Lupita Nyong'o's red carpet looks for 'Us' inspired by 'Patrick Bateman, chainsaw'
Lupita Nyong'o's red carpet looks for 'Us' was inspired by "Patrick Bateman and a chainsaw" according to the star's stylist Micaela Erlanger.
The 36-year-old actress plays both the lead character and the main villain in Jordan Peele's much-anticipated horror movie, which follows the story of a family faced with their worst nightmare when they return to the mother's childhood home.
And according to the star's stylist Micaela Erlanger, Lupita's press tour style was based on the 2000 hit film, 'American Psycho' and Christian Bale's serial killer character.

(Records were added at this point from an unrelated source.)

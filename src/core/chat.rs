//! Filepath: src/core/chat.rs
//! Conversation driver for `relay ask` and `relay chat`.
//!
//! A code turn is: prompt (context on the first turn only) -> model ->
//! raw artifact -> parse -> materialize -> transcript -> report. A general
//! turn prints the reply. The model is stateless from our side, so every
//! request carries the conversation so far.

use std::io::{BufRead, Write};
use std::path::PathBuf;

use anyhow::{Context, Result};
use tracing::{debug, info};

use crate::cli::{AppContext, AskArgs, ChatArgs, SessionArgs};
use crate::core::exit::IncompleteWrite;
use crate::core::model::{CommandModel, ModelError, ModelRequest, ModelService};
use crate::core::pack::{package, print_summary, roots_from, spinner};
use crate::core::report::{self, Tint, tint};
use crate::core::split::{TurnOutcome, process_with_context};
use crate::core::transcript::{Role, Transcript, TranscriptEntry, render_conversation};
use crate::infra::config::{Config, ModelConfig, PipelineConfig, load_config};
use crate::infra::utils::expand_path;

/// Per-invocation conversation state.
pub struct Session<'a, M: ModelService> {
    model: &'a M,
    model_name: Option<String>,
    coder_prompt: Option<String>,
    general_prompt: Option<String>,
    /// Packaged codebase, sent with the next successful request only
    pending_context: Option<String>,
    history: Vec<TranscriptEntry>,
    transcript: Option<Transcript>,
}

impl<'a, M: ModelService> Session<'a, M> {
    pub fn new(model: &'a M) -> Self {
        Self {
            model,
            model_name: None,
            coder_prompt: None,
            general_prompt: None,
            pending_context: None,
            history: Vec::new(),
            transcript: None,
        }
    }

    pub fn with_model_name(mut self, name: Option<String>) -> Self {
        self.model_name = name;
        self
    }

    pub fn with_system_prompts(mut self, coder: Option<String>, general: Option<String>) -> Self {
        self.coder_prompt = coder;
        self.general_prompt = general;
        self
    }

    pub fn with_context(mut self, document: Option<String>) -> Self {
        self.pending_context = document;
        self
    }

    /// Record into `transcript`, continuing after `history`.
    pub fn with_transcript(mut self, transcript: Transcript, history: Vec<TranscriptEntry>) -> Self {
        self.transcript = Some(transcript);
        self.history = history;
        self
    }

    pub fn history(&self) -> &[TranscriptEntry] {
        &self.history
    }

    pub fn transcript(&self) -> Option<&Transcript> {
        self.transcript.as_ref()
    }

    /// One request. History is untouched until [`Self::commit`].
    fn exchange(&self, message: &str, system: Option<&str>) -> Result<(String, String), ModelError> {
        let user = match &self.pending_context {
            Some(doc) => format!("{doc}\n{message}"),
            None => message.to_string(),
        };
        let request = ModelRequest {
            model: self.model_name.clone(),
            system: system.map(str::to_string),
            prompt: format!("{}{}", render_conversation(&self.history), user),
        };
        let reply = self.model.complete(&request)?;
        Ok((user, reply))
    }

    fn commit(&mut self, user: String, reply: String) -> Result<()> {
        self.pending_context = None;
        for entry in [TranscriptEntry::now(Role::User, user), TranscriptEntry::now(Role::Assistant, reply)] {
            if let Some(t) = &self.transcript {
                t.append(&entry)?;
            }
            self.history.push(entry);
        }
        Ok(())
    }

    /// Ask a general question and return the reply.
    pub fn general_turn(&mut self, message: &str) -> Result<String> {
        let (user, reply) = self.exchange(message, self.general_prompt.as_deref())?;
        self.commit(user, reply.clone())?;
        Ok(reply)
    }

    /// Ask for code and write the reply's files via `process`.
    ///
    /// The exchange is recorded even when processing fails, so nothing
    /// the model said is lost.
    pub fn code_turn<P>(&mut self, instruction: &str, process: P) -> Result<TurnOutcome>
    where
        P: FnOnce(&str) -> Result<TurnOutcome>,
    {
        let (user, reply) = self.exchange(instruction, self.coder_prompt.as_deref())?;
        let outcome = process(&reply);
        self.commit(user, reply)?;
        outcome
    }
}

/// Pack `-s` roots, if any, for the first turn.
fn load_context(paths: &[PathBuf], pipeline: &PipelineConfig, ctx: &AppContext) -> Result<Option<String>> {
    if paths.is_empty() {
        return Ok(None);
    }
    let roots = roots_from(paths, pipeline);
    let pb = spinner(ctx, "Packaging codebase...");
    let packed = package(&roots, &pipeline.pack);
    pb.finish_and_clear();
    let packed = packed?;
    print_summary(&packed, ctx);
    Ok(Some(packed.document.as_str().to_string()))
}

/// Open the transcript to write into: continue one, start one, or none.
fn open_transcript(cfg: &Config, args: &SessionArgs, ctx: &AppContext) -> Result<Option<(Transcript, Vec<TranscriptEntry>)>> {
    if args.no_transcript || ctx.dry_run {
        return Ok(None);
    }
    let dir = expand_path(&cfg.transcript_dir)?;
    match &args.session {
        Some(id) => {
            let t = Transcript::resolve(&dir, id)?;
            let history = t.load()?;
            info!(path = %t.path().display(), turns = history.len(), "continuing session");
            Ok(Some((t, history)))
        }
        None => Ok(Some((Transcript::create(&dir)?, Vec::new()))),
    }
}

fn build_session<'a>(
    cfg: &Config,
    pipeline: &PipelineConfig,
    model: &'a CommandModel,
    args: &SessionArgs,
    ctx: &AppContext,
) -> Result<Session<'a, CommandModel>> {
    let context = load_context(&args.sources, pipeline, ctx)?;
    let coder = ModelConfig::read_prompt(&cfg.model.coder_system_prompt)?;
    let general = ModelConfig::read_prompt(&cfg.model.general_system_prompt)?;

    let mut session = Session::new(model)
        .with_model_name(args.model.clone().or_else(|| cfg.model.name.clone()))
        .with_system_prompts(coder, general)
        .with_context(context);
    if let Some((t, history)) = open_transcript(cfg, args, ctx)? {
        session = session.with_transcript(t, history);
    }
    Ok(session)
}

fn code_turn(
    session: &mut Session<'_, CommandModel>,
    instruction: &str,
    pipeline: &PipelineConfig,
    ctx: &AppContext,
    json: bool,
) -> Result<TurnOutcome> {
    let pb = spinner(ctx, "Waiting for the model...");
    let outcome = session.code_turn(instruction, |reply| {
        pb.finish_and_clear();
        Ok(process_with_context(reply, &pipeline.output_dir, &pipeline.materialize, ctx)?)
    });
    pb.finish_and_clear();
    let outcome = outcome?;
    report::print(&outcome.report(ctx.dry_run), ctx, json)?;
    Ok(outcome)
}

fn general_turn(session: &mut Session<'_, CommandModel>, message: &str, ctx: &AppContext) -> Result<()> {
    let pb = spinner(ctx, "Waiting for the model...");
    let reply = session.general_turn(message);
    pb.finish_and_clear();
    let reply = reply?;
    println!("{}", reply.trim_end());
    Ok(())
}

/// `relay ask`
pub fn ask_run(args: AskArgs, ctx: &AppContext) -> Result<()> {
    let cfg = load_config()?;
    let pipeline = PipelineConfig::resolve(&cfg, &args.session.selection, Some(&args.output))?;
    let model = CommandModel::new(&cfg.model.command)?;
    let mut session = build_session(&cfg, &pipeline, &model, &args.session, ctx)?;

    if args.write {
        let outcome = code_turn(&mut session, &args.instruction, &pipeline, ctx, args.json)?;
        outcome.ensure_complete()?;
    } else {
        general_turn(&mut session, &args.instruction, ctx)?;
    }

    if let Some(t) = session.transcript() {
        if !ctx.quiet {
            eprintln!("Session saved to {}", t.path().display());
        }
    }
    Ok(())
}

/// One line of chat input.
#[derive(Debug, PartialEq, Eq)]
pub enum ChatCommand<'a> {
    Quit,
    Code(&'a str),
    General(&'a str),
    Empty,
}

pub fn parse_chat_line(line: &str) -> ChatCommand<'_> {
    let line = line.trim();
    if line.is_empty() {
        return ChatCommand::Empty;
    }
    if line == "/q" {
        return ChatCommand::Quit;
    }
    if line == "/o" {
        return ChatCommand::Code("");
    }
    if let Some(rest) = line.strip_prefix("/o ") {
        return ChatCommand::Code(rest.trim());
    }
    ChatCommand::General(line)
}

/// `relay chat`
pub fn chat_run(args: ChatArgs, ctx: &AppContext) -> Result<()> {
    let cfg = load_config()?;
    let pipeline = PipelineConfig::resolve(&cfg, &args.session.selection, Some(&args.output))?;
    let model = CommandModel::new(&cfg.model.command)?;
    let mut session = build_session(&cfg, &pipeline, &model, &args.session, ctx)?;

    if !ctx.quiet {
        eprintln!("relay chat: '/q' quits, '/o <instructions>' writes code to {}", pipeline.output_dir.display());
    }

    let stdin = std::io::stdin();
    let mut lines = stdin.lock().lines();
    let mut unwritten = 0usize;
    let mut total = 0usize;

    loop {
        if !ctx.quiet {
            eprint!("> ");
            std::io::stderr().flush().ok();
        }
        let Some(line) = lines.next() else { break };
        let line = line.context("Failed to read from stdin")?;

        let result = match parse_chat_line(&line) {
            ChatCommand::Quit => break,
            ChatCommand::Empty => continue,
            ChatCommand::Code("") => {
                eprintln!("{} /o needs instructions", tint("error:", Tint::Red, ctx));
                continue;
            }
            ChatCommand::Code(instruction) => {
                code_turn(&mut session, instruction, &pipeline, ctx, false).map(|o| {
                    total += o.results.len();
                    if let Err(e) = o.ensure_complete() {
                        unwritten += e.unwritten;
                    }
                })
            }
            ChatCommand::General(message) => general_turn(&mut session, message, ctx),
        };

        if let Err(e) = result {
            // An interrupted model call ends the whole chat
            if e.chain().any(|c| matches!(c.downcast_ref::<ModelError>(), Some(ModelError::Interrupted))) {
                return Err(e);
            }
            debug!(error = %e, "turn failed");
            eprintln!("{} {e:#}", tint("error:", Tint::Red, ctx));
        }
    }

    if let Some(t) = session.transcript() {
        if !ctx.quiet {
            eprintln!("Session saved to {}", t.path().display());
        }
    }
    if unwritten > 0 {
        return Err(IncompleteWrite { unwritten, total }.into());
    }
    Ok(())
}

Speaking to Vogue UK, she said: "We really wanted to have fun with this tour and capture the duality of the characters in the film.
"It reminded me of the infamous [American Psycho] scene with Patrick Bateman and a chainsaw. But we made it fashion, of course!"
Erlanger also insisted that the red carpet was an excuse to "take risks" with Lupita's fashion as it followed from the 'Black Panther' press tour.
She added: "The red carpet doesn't need to be this precious thing. It's an opportunity to have fun, take risks, and express yourself. It was really fun to follow Black Panther with a tour for a horror film.
Lupita's hairstylist Camille Friend previously admitted that the star's hair looks were created to be "modern" and "natural" for her two roles as Adelaide Wilson and her villainous doppelgänger, Red.
Speaking to the New York Post newspaper's Page Six column, Friend said: "Jordan is one of the best filmmakers of our time. He's really an awesome, awesome guy. I can't wait to do another film with him, but a lot of my dialogue for Lupita's look was really with her.
"We came up with the sisterlock [hairstyle] because she wanted to do something that was natural, plus I love it because it's nothing that has been seen on camera before.
"We're always trying to push the envelope and do things that are different, even within the natural [hair] genre. It represents her as a woman. It's really modern and what people are doing now."